> Problem
Locate the line bearing "let (state, p)" in the material below, then reproduce it and each following line up to and including the line bearing "request: Option<&Path>, config: EngineConfig)".

> Dataset
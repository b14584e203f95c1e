//! Exact inference on discrete Bayesian networks, with a reference network relating sediment
//! contamination, environmental modifiers and receptor sensitivity to ecological effects.
//!
//! A `DirectedModel` is assembled from `Variable`s, edges and `Cpd`s and validated once with
//! `check_model`. Queries of the form `P(Y | E = e)` are answered by `VariableElimination`, which
//! returns a normalized `Posterior`.

pub mod config;
pub mod cpd;
pub mod evidence;
pub mod factor;
pub mod inference;
pub mod model;
pub mod persist;
pub mod posterior;
pub mod serve;
pub mod util;
pub mod variable;

pub use config::EngineConfig;
pub use cpd::Cpd;
pub use evidence::Evidence;
pub use factor::Factor;
pub use inference::{ConditionalInferenceEngine, Enumeration, VariableElimination};
pub use model::{DirectedModel, DirectedModelBuilder};
pub use posterior::{Marginal, Posterior};
pub use util::{ErrorClass, Result, SedRiskError};
pub use variable::{all_assignments, Assignment, Variable};
//! `sedrisk` - query the sediment ecological risk network from the command line.
//!
//! ## Commands
//!
//! - `build`: validate the reference network and save it as JSON
//! - `query`: print posterior tables for some variables given evidence
//! - `predict`: answer a JSON request, as the prediction service would
//! - `status`: report whether a model can be served

use anyhow::{bail, Context, Result};
use clap::{Args, Parser, Subcommand};
use tracing::{debug, Level};
use tracing_subscriber::layer::SubscriberExt;
use tracing_subscriber::util::SubscriberInitExt;
use tracing_subscriber::{fmt, EnvFilter};

use sedrisk::config::{EngineConfig, DEFAULT_MAX_FACTOR_ENTRIES};
use sedrisk::model::sediment;
use sedrisk::serve::Service;
use sedrisk::{persist, DirectedModel, Evidence, VariableElimination};

use std::fs;
use std::io::{self, Read};
use std::path::{Path, PathBuf};
use std::sync::Arc;

#[derive(Parser)]
#[command(name = "sedrisk")]
#[command(version = env!("CARGO_PKG_VERSION"))]
#[command(about = "Exact inference on a Bayesian network for sediment ecological risk", long_about = None)]
struct Cli {
    /// Enable verbose output
    #[arg(short, long, global = true)]
    verbose: bool,

    #[command(flatten)]
    engine: EngineArgs,

    #[command(subcommand)]
    command: Commands,
}

#[derive(Args)]
struct EngineArgs {
    /// Largest intermediate table, in entries, a query may build
    #[arg(long, global = true, default_value_t = DEFAULT_MAX_FACTOR_ENTRIES)]
    max_factor_entries: usize,

    /// Keep variables that cannot influence the query instead of pruning them
    #[arg(long, global = true)]
    keep_barren: bool,
}

impl From<&EngineArgs> for EngineConfig {
    fn from(args: &EngineArgs) -> Self {
        EngineConfig {
            max_factor_entries: args.max_factor_entries,
            prune_barren: !args.keep_barren,
        }
    }
}

#[derive(Subcommand)]
enum Commands {
    /// Validate the reference network and save it as JSON
    Build {
        /// Where to write the model
        #[arg(short, long)]
        out: PathBuf,
    },

    /// Print the posterior of some variables given evidence
    Query {
        /// Saved model to query (the built-in reference network if omitted)
        #[arg(short, long, env = "SEDRISK_MODEL")]
        model: Option<PathBuf>,

        /// Variable to compute the posterior of; repeat for several
        #[arg(long = "var", required = true)]
        vars: Vec<String>,

        /// Observation as Name=State; repeat for several
        #[arg(short, long, value_parser = parse_observation)]
        evidence: Vec<(String, String)>,

        /// Print one joint table instead of one table per variable
        #[arg(long)]
        joint: bool,
    },

    /// Answer a JSON query request and print the JSON response
    Predict {
        /// Saved model to serve (the built-in reference network if omitted)
        #[arg(short, long, env = "SEDRISK_MODEL")]
        model: Option<PathBuf>,

        /// File holding the request (stdin if omitted)
        #[arg(short, long)]
        request: Option<PathBuf>,
    },

    /// Report whether a model can be served
    Status {
        /// Saved model to check (the built-in reference network if omitted)
        #[arg(short, long, env = "SEDRISK_MODEL")]
        model: Option<PathBuf>,
    },
}

fn main() -> Result<()> {
    let cli = Cli::parse();

    let level = if cli.verbose { Level::DEBUG } else { Level::INFO };
    init_tracing(level);

    let config = EngineConfig::from(&cli.engine);
    debug!(?config, "engine configuration");

    match cli.command {
        Commands::Build { out } => cmd_build(&out),
        Commands::Query { model, vars, evidence, joint } => {
            cmd_query(model.as_deref(), &vars, &evidence, joint, config)
        }
        Commands::Predict { model, request } => cmd_predict(model.as_deref(), request.as_deref(), config),
        Commands::Status { model } => cmd_status(model.as_deref(), config),
    }
}

/// Logs go to stderr so stdout only carries results. `SEDRISK_LOG` overrides `level`.
fn init_tracing(level: Level) {
    let env_filter = EnvFilter::try_from_env("SEDRISK_LOG")
        .unwrap_or_else(|_| EnvFilter::new(level.as_str()));

    tracing_subscriber::registry()
        .with(env_filter)
        .with(fmt::layer().with_target(false).with_writer(io::stderr))
        .try_init()
        .ok();
}

fn parse_observation(s: &str) -> std::result::Result<(String, String), String> {
    match s.split_once('=') {
        Some((name, state)) if !name.is_empty() && !state.is_empty() => {
            Ok((name.trim().to_string(), state.trim().to_string()))
        }
        _ => Err(format!("expected Name=State, got `{}`", s)),
    }
}

fn open_model(path: Option<&Path>) -> Result<DirectedModel> {
    match path {
        Some(path) => persist::load(path).with_context(|| format!("Failed to load model {}", path.display())),
        None => sediment::build().context("Failed to build the reference network"),
    }
}

fn open_service(path: Option<&Path>, config: EngineConfig) -> Result<Service> {
    match path {
        Some(path) => Ok(Service::load(path, config)),
        None => {
            let model = sediment::build().context("Failed to build the reference network")?;
            Ok(Service::new(Arc::new(model), config)?)
        }
    }
}

fn cmd_build(out: &Path) -> Result<()> {
    let model = sediment::build().context("Failed to build the reference network")?;
    persist::save(&model, out).with_context(|| format!("Failed to save model to {}", out.display()))?;

    println!(
        "Saved {} variables and {} edges to {}",
        model.num_variables(),
        model.edges().len(),
        out.display()
    );
    Ok(())
}

fn cmd_query(
    path: Option<&Path>,
    vars: &[String],
    observations: &[(String, String)],
    joint: bool,
    config: EngineConfig,
) -> Result<()> {
    let model = open_model(path)?;
    let evidence = Evidence::from_labels(&model, observations.iter().map(|(n, s)| (n, s)))?;
    let names: Vec<&str> = vars.iter().map(String::as_str).collect();
    let engine = VariableElimination::with_config(&model, config);

    if joint {
        let posterior = engine.query(&names, &evidence)?;
        print!("{}", posterior);
        let (labels, p) = posterior.argmax();
        println!("Most probable: {} ({:.4})", labels.join(", "), p);
    } else {
        for marginal in engine.query_marginals(&names, &evidence)? {
            print!("{}", marginal);
            let (state, p) = marginal.argmax_state();
            println!("Most probable {}: {} ({:.4})", marginal.variable().name(), state, p);
        }
    }
    Ok(())
}

fn cmd_predict(path: Option<&Path>, request: Option<&Path>, config: EngineConfig) -> Result<()> {
    let body = match request {
        Some(file) => fs::read_to_string(file).with_context(|| format!("Failed to read {}", file.display()))?,
        None => {
            let mut buf = String::new();
            io::stdin().read_to_string(&mut buf).context("Failed to read the request from stdin")?;
            buf
        }
    };

    let service = open_service(path, config)?;
    let (status, response) = service.handle_json(&body);
    println!("{}", response);

    if status != 200 {
        bail!("request failed with status {}", status);
    }
    Ok(())
}

fn cmd_status(path: Option<&Path>, config: EngineConfig) -> Result<()> {
    let service = open_service(path, config)?;
    println!("{}", serde_json::to_string_pretty(&service.status())?);
    Ok(())
}

#[cfg(test)]
mod tests {
    use super::*;
    use clap::CommandFactory;

    #[test]
    fn cli_is_well_formed() {
        Cli::command().debug_assert();
    }

    #[test]
    fn observations() {
        assert_eq!(
            Ok((String::from("TOC"), String::from("Low"))),
            parse_observation("TOC=Low")
        );
        assert!(parse_observation("TOC").is_err());
        assert!(parse_observation("=Low").is_err());
        assert!(parse_observation("TOC=").is_err());
    }

    #[test]
    fn query_arguments() {
        let cli = Cli::try_parse_from([
            "sedrisk", "query", "--var", "Ecological_Effect", "-e", "TOC=Low", "-e", "Contaminant_Conc=High",
        ]).unwrap();

        match cli.command {
            Commands::Query { vars, evidence, joint, .. } => {
                assert_eq!(vec!["Ecological_Effect"], vars);
                assert_eq!(2, evidence.len());
                assert!(!joint);
            }
            _ => panic!("expected the query command"),
        }

        let config = EngineConfig::from(&cli.engine);
        assert_eq!(EngineConfig::default(), config);
    }
}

> Written answer
            let (state, p) = marginal.argmax_state();
            println!("Most probable {}: {} ({:.4})", marginal.variable().name(), state, p);
        }
    }
    Ok(())
}

fn cmd_predict(path: Option<&Path>, request: Option<&Path>, config: EngineConfig) -> Result<()> {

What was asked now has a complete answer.